Accueil > Chroniques > Guerre sale

Guerre sale

Dominique Sylvain (Viviane Hamy)

lundi 28 février 2011


Peut-être, parfois, faut-il savoir choisir. Avec les aventures d’Ingrid et Lola, lancées en 2004 (Passage du Désir), Dominique Sylvain tente le mélange de la comédie et du roman noir. Rions donc ici, pour le cinquième rendez-vous du tandem, avec Ingrid Diesel l’Américaine, ses savoureux babillages autour de notre langue, ses non moins savoureux déshabillages au club lounge, et avec Lola Jost, commissaire envapée à la retraite, adepte elle aussi de bons mots et autres gargarismes. Les deux personnages hauts en couleur assurent l’aspect comédie de l’affaire. Pour la tragédie, voir plutôt du côté de Sacha Duguin, commandant de la Crim’, ou de son ténébreux supérieur, le divisionnaire Mars. Tout ce petit monde enquête sur deux meurtres atroces (supplice du pneu enflammé autour du cou), à cinq ans de distance, meurtres qui mouillent un des plus fameux intermédiaires de la Françafrique.
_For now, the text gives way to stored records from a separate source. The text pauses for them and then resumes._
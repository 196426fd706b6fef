#[allow(non_camel_case_types)]
#[derive(Clone, Copy, Debug, Eq, Hash, PartialEq, PartialOrd, Ord)]
pub enum SyntaxKind {
    LEFT_PAREN,
    RIGHT_PAREN,
    LEFT_BRACKET,
    RIGHT_BRACKET,
    LEFT_BRACE,
    RIGHT_BRACE,
    COLON,
    SEMICOLON,
    COMMA,
    DOT,
    GREATER,
    LESS,
    PLUS,
    MINUS,
    TILDE,
    STAR,
    PIPE,
    SOLIDUS,
    PERCENT,
    AMPERSAND,
    EXCLAMATION,
    EQ,
    INCLUDES,
    DASHMATCH,
    BEGINS,
    ENDS,
    CONTAINS,

    IDENT,
    AT_IDENT,
    SASS_VAR,
    HASH,
    STRING,
    NUMBER,
    PERCENTAGE,
    DIMENSION,
    URI,
    IMPORTANT_SYM,

    WHITESPACE,
    COMMENT,
    LINE_COMMENT,

    INVALID,
    EOF,

    ROOT,
    STYLE_SHEET,
    BODY,
    BODY_ITEM,
    RULE,
    SELECTORS_GROUP,
    SELECTOR,
    SIMPLE_SELECTOR_SEQUENCE,
    TYPE_SELECTOR,
    NAMESPACE_PREFIX,
    ELEMENT_NAME,
    CSS_ID,
    CSS_CLASS,
    ATTRIBUTE,
    PSEUDO,
    PARENT_SELECTOR,
    COMBINATOR,
    DECLARATIONS,
    DECLARATION,
    PROPERTY,
    EXPRESSION,
    TERM,
    FUNCTION,
    OPERATOR,
    PRIO,
    AT_RULE,
    AT_RULE_PRELUDE,
    VARIABLE_DECLARATION,
    SYNC,
    RECOVERY,
    ERROR,
}

use SyntaxKind::*;

impl SyntaxKind {
    /// Whitespace and comments: kept for lossless text, never seen by the grammar.
    pub const fn is_hidden(self) -> bool {
        matches!(self, WHITESPACE | COMMENT | LINE_COMMENT)
    }

    pub const fn is_token(self) -> bool {
        (self as u8) <= (EOF as u8)
    }

    pub const fn is_rule(self) -> bool {
        !self.is_token()
    }

    /// The name used for this kind in tree paths and dumps.
    ///
    /// Rules use the camel-cased grammar name (`bodyItem`), tokens their
    /// upper-cased kind (`IDENT`).
    pub const fn name(self) -> &'static str {
        match self {
            LEFT_PAREN => "LEFT_PAREN",
            RIGHT_PAREN => "RIGHT_PAREN",
            LEFT_BRACKET => "LEFT_BRACKET",
            RIGHT_BRACKET => "RIGHT_BRACKET",
            LEFT_BRACE => "LEFT_BRACE",
            RIGHT_BRACE => "RIGHT_BRACE",
            COLON => "COLON",
            SEMICOLON => "SEMICOLON",
            COMMA => "COMMA",
            DOT => "DOT",
            GREATER => "GREATER",
            LESS => "LESS",
            PLUS => "PLUS",
            MINUS => "MINUS",
            TILDE => "TILDE",
            STAR => "STAR",
            PIPE => "PIPE",
            SOLIDUS => "SOLIDUS",
            PERCENT => "PERCENT",
            AMPERSAND => "AMPERSAND",
            EXCLAMATION => "EXCLAMATION",
            EQ => "EQ",
            INCLUDES => "INCLUDES",
            DASHMATCH => "DASHMATCH",
            BEGINS => "BEGINS",
            ENDS => "ENDS",
            CONTAINS => "CONTAINS",
            IDENT => "IDENT",
            AT_IDENT => "AT_IDENT",
            SASS_VAR => "SASS_VAR",
            HASH => "HASH",
            STRING => "STRING",
            NUMBER => "NUMBER",
            PERCENTAGE => "PERCENTAGE",
            DIMENSION => "DIMENSION",
            URI => "URI",
            IMPORTANT_SYM => "IMPORTANT_SYM",
            WHITESPACE => "WHITESPACE",
            COMMENT => "COMMENT",
            LINE_COMMENT => "LINE_COMMENT",
            INVALID => "INVALID",
            EOF => "EOF",
            ROOT => "root",
            STYLE_SHEET => "styleSheet",
            BODY => "body",
            BODY_ITEM => "bodyItem",
            RULE => "rule",
            SELECTORS_GROUP => "selectorsGroup",
            SELECTOR => "selector",
            SIMPLE_SELECTOR_SEQUENCE => "simpleSelectorSequence",
            TYPE_SELECTOR => "typeSelector",
            NAMESPACE_PREFIX => "namespacePrefix",
            ELEMENT_NAME => "elementName",
            CSS_ID => "cssId",
            CSS_CLASS => "cssClass",
            ATTRIBUTE => "attribute",
            PSEUDO => "pseudo",
            PARENT_SELECTOR => "parentSelector",
            COMBINATOR => "combinator",
            DECLARATIONS => "declarations",
            DECLARATION => "declaration",
            PROPERTY => "property",
            EXPRESSION => "expression",
            TERM => "term",
            FUNCTION => "function",
            OPERATOR => "operator",
            PRIO => "prio",
            AT_RULE => "atRule",
            AT_RULE_PRELUDE => "atRulePrelude",
            VARIABLE_DECLARATION => "variableDeclaration",
            SYNC => "sync",
            RECOVERY => "recovery",
            ERROR => "error",
        }
    }
}

impl std::fmt::Display for SyntaxKind {
    fn fmt(&self, f: &mut std::fmt::Formatter<'_>) -> std::fmt::Result {
        f.write_str(self.name())
    }
}
use cascade_syntax::SyntaxKind::{self, *};
use cascade_syntax::{Dialect, SyntaxSet, TextRange, TextSize, Token};
use drop_bomb::DropBomb;

use crate::event::{Listener, RecognitionError, RecognitionErrorKind};

/// Drives a [`Listener`] while the grammar walks the token stream.
///
/// Hidden and invalid tokens are handed to the listener as soon as the
/// grammar looks past them, so the grammar itself only ever sees
/// significant tokens.
pub(crate) struct Parser<'a> {
    text: &'a str,
    tokens: Vec<Token>,
    eof: Token,
    pos: usize,
    dialect: Dialect,
    listener: &'a mut dyn Listener,
    rules: Vec<SyntaxKind>,
    speculation: u32,
    failed: bool,
}

impl<'a> Parser<'a> {
    pub(crate) fn new(
        text: &'a str,
        tokens: Vec<Token>,
        dialect: Dialect,
        listener: &'a mut dyn Listener,
    ) -> Self {
        let eof = match tokens.last() {
            Some(token) if token.kind == EOF => *token,
            _ => {
                let len = TextSize::of(text);
                Token::new(EOF, tokens.len() as u32, TextRange::empty(len))
            }
        };
        Self {
            text,
            tokens,
            eof,
            pos: 0,
            dialect,
            listener,
            rules: Vec::new(),
            speculation: 0,
            failed: false,
        }
    }

    pub(crate) fn is_less_source(&self) -> bool {
        self.dialect.is_less()
    }

    pub(crate) fn is_scss_source(&self) -> bool {
        self.dialect.is_scss()
    }

    /// Whether nested rules may appear among declarations.
    pub(crate) fn allows_nesting(&self) -> bool {
        self.is_less_source() || self.is_scss_source()
    }

    fn is_significant(token: &Token) -> bool {
        !token.is_hidden() && token.kind != INVALID
    }

    /// Reports the hidden and invalid tokens in front of the current position.
    fn flush_trivia(&mut self) {
        while let Some(&token) = self.tokens.get(self.pos) {
            if token.is_hidden() {
                self.listener.consume_hidden_token(&token);
            } else if token.kind == INVALID {
                self.listener.consume_token(&token);
            } else {
                break;
            }
            self.pos += 1;
        }
    }

    fn nth_token(&mut self, n: usize) -> Token {
        self.flush_trivia();
        self.tokens[self.pos..]
            .iter()
            .filter(|token| Self::is_significant(token))
            .nth(n)
            .copied()
            .unwrap_or(self.eof)
    }

    pub(crate) fn peek_kind(&mut self) -> SyntaxKind {
        self.nth_kind(0)
    }

    pub(crate) fn nth_kind(&mut self, n: usize) -> SyntaxKind {
        if self.failed {
            return EOF;
        }
        self.nth_token(n).kind
    }

    pub(crate) fn at(&mut self, kind: SyntaxKind) -> bool {
        self.peek_kind() == kind
    }

    pub(crate) fn nth_at(&mut self, n: usize, kind: SyntaxKind) -> bool {
        self.nth_kind(n) == kind
    }

    pub(crate) fn at_set(&mut self, set: &SyntaxSet) -> bool {
        set.contains(self.peek_kind())
    }

    pub(crate) fn current_text(&mut self) -> &'a str {
        let token = self.nth_token(0);
        token.text(self.text)
    }

    /// Whether hidden tokens separate the current token from the previous one.
    pub(crate) fn has_whitespace_before(&mut self) -> bool {
        self.flush_trivia();
        self.pos > 0 && self.tokens[self.pos - 1].is_hidden()
    }

    pub(crate) fn advance(&mut self) {
        if self.failed {
            return;
        }
        let token = self.nth_token(0);
        if token.kind == EOF {
            return;
        }
        self.listener.consume_token(&token);
        self.pos += 1;
    }

    pub(crate) fn eat(&mut self, kind: SyntaxKind) -> bool {
        if !self.at(kind) {
            return false;
        }
        self.advance();
        true
    }

    pub(crate) fn expect(&mut self, kind: SyntaxKind) -> bool {
        if self.eat(kind) {
            return true;
        }
        self.error(RecognitionErrorKind::Mismatch { expected: kind });
        false
    }

    pub(crate) fn no_viable_alternative(&mut self) {
        self.error(RecognitionErrorKind::NoViableAlternative);
    }

    fn error(&mut self, kind: RecognitionErrorKind) {
        if self.speculation > 0 {
            self.failed = true;
            return;
        }

        let token = self.nth_token(0);
        let rule = self.rules.last().copied().unwrap_or(ROOT);
        tracing::debug!(?kind, token = %token.kind, index = token.index, %rule, "recognition error");
        self.listener.recognition_error(&RecognitionError { kind, token, rule });
    }

    /// Skips tokens until the current one belongs to `recovery` (or the input
    /// ends), inside a synchronization rule.
    pub(crate) fn recover(&mut self, recovery: &SyntaxSet) {
        if self.speculation > 0 {
            return;
        }

        let m = self.start(SYNC);
        self.consume_until(recovery);
        m.complete(self);
    }

    /// Pulls tokens up to the next significant token in `sync_set` and hands
    /// them to the listener as one batch, hidden tokens included.
    fn consume_until(&mut self, sync_set: &SyntaxSet) {
        self.flush_trivia();
        self.listener.begin_resync();
        let mut skipped = Vec::new();
        while let Some(&token) = self.tokens.get(self.pos) {
            if token.kind == EOF || (Self::is_significant(&token) && sync_set.contains(token.kind))
            {
                break;
            }
            skipped.push(token);
            self.pos += 1;
        }
        self.listener.end_resync();
        tracing::debug!(count = skipped.len(), "skipped tokens while resynchronizing");
        self.listener.consume_skipped_tokens(&skipped);
    }

    pub(crate) fn start(&mut self, kind: SyntaxKind) -> Marker {
        self.rules.push(kind);
        self.listener.enter_rule(kind);
        Marker::new(kind)
    }

    /// Runs `trial` as a trial parse and reports whether it matched.
    ///
    /// The position is restored afterwards and no error escapes the trial.
    pub(crate) fn speculate(&mut self, decision: u32, trial: impl FnOnce(&mut Self)) -> bool {
        let (pos, failed, depth) = (self.pos, self.failed, self.rules.len());
        self.listener.enter_decision(decision);
        self.speculation += 1;

        trial(self);
        let matched = !self.failed;

        self.speculation -= 1;
        self.failed = failed;
        self.pos = pos;
        self.rules.truncate(depth);
        self.listener.exit_decision(decision);
        matched
    }

    /// Flushes the trivia at the end of the input and signals the end of the parse.
    pub(crate) fn finish(mut self) {
        self.flush_trivia();
        self.listener.terminate();
    }
}

pub(crate) struct Marker {
    kind: SyntaxKind,
    bomb: DropBomb,
}

impl Marker {
    fn new(kind: SyntaxKind) -> Self {
        Self { kind, bomb: DropBomb::new("Marker must be completed") }
    }

    pub(crate) fn complete(mut self, p: &mut Parser<'_>) {
        self.bomb.defuse();
        let kind = p.rules.pop();
        debug_assert_eq!(kind, Some(self.kind));
        p.listener.exit_rule(self.kind);
    }
}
On s’amuse donc mais pas complètement, et de moins en moins au fur et à mesure qu’avance l’intrigue plutôt bien bâtie par Dominique Sylvain, révélant une terrible histoire de vengeance. Guerre sale paraît ainsi tour à tour drôle, malin, sauvage, sinistre. C’est beaucoup et sans doute trop tout à la fois. Le mélange des genres finit par désamorcer ce qui est le plus fort dans ce roman : la trahison-manipulation qu’implique cette vengeance. A force de jouer le décalage, mais dans un contexte très lourd, Dominique Sylvain nous plante à mi-chemin. Entre Fred Vargas et Dominique Manotti. Sans la poésie diffuse de l’une, ou la puissance réaliste de l’autre. On passe du coup un gentil moment, assez frustrant quand même, en se disant qu’un tel récit, débarrassé d’un certain nombre de coquetteries (les citations, les dialogues trop astiqués) aurait pu laisser un souvenir vraiment frappant.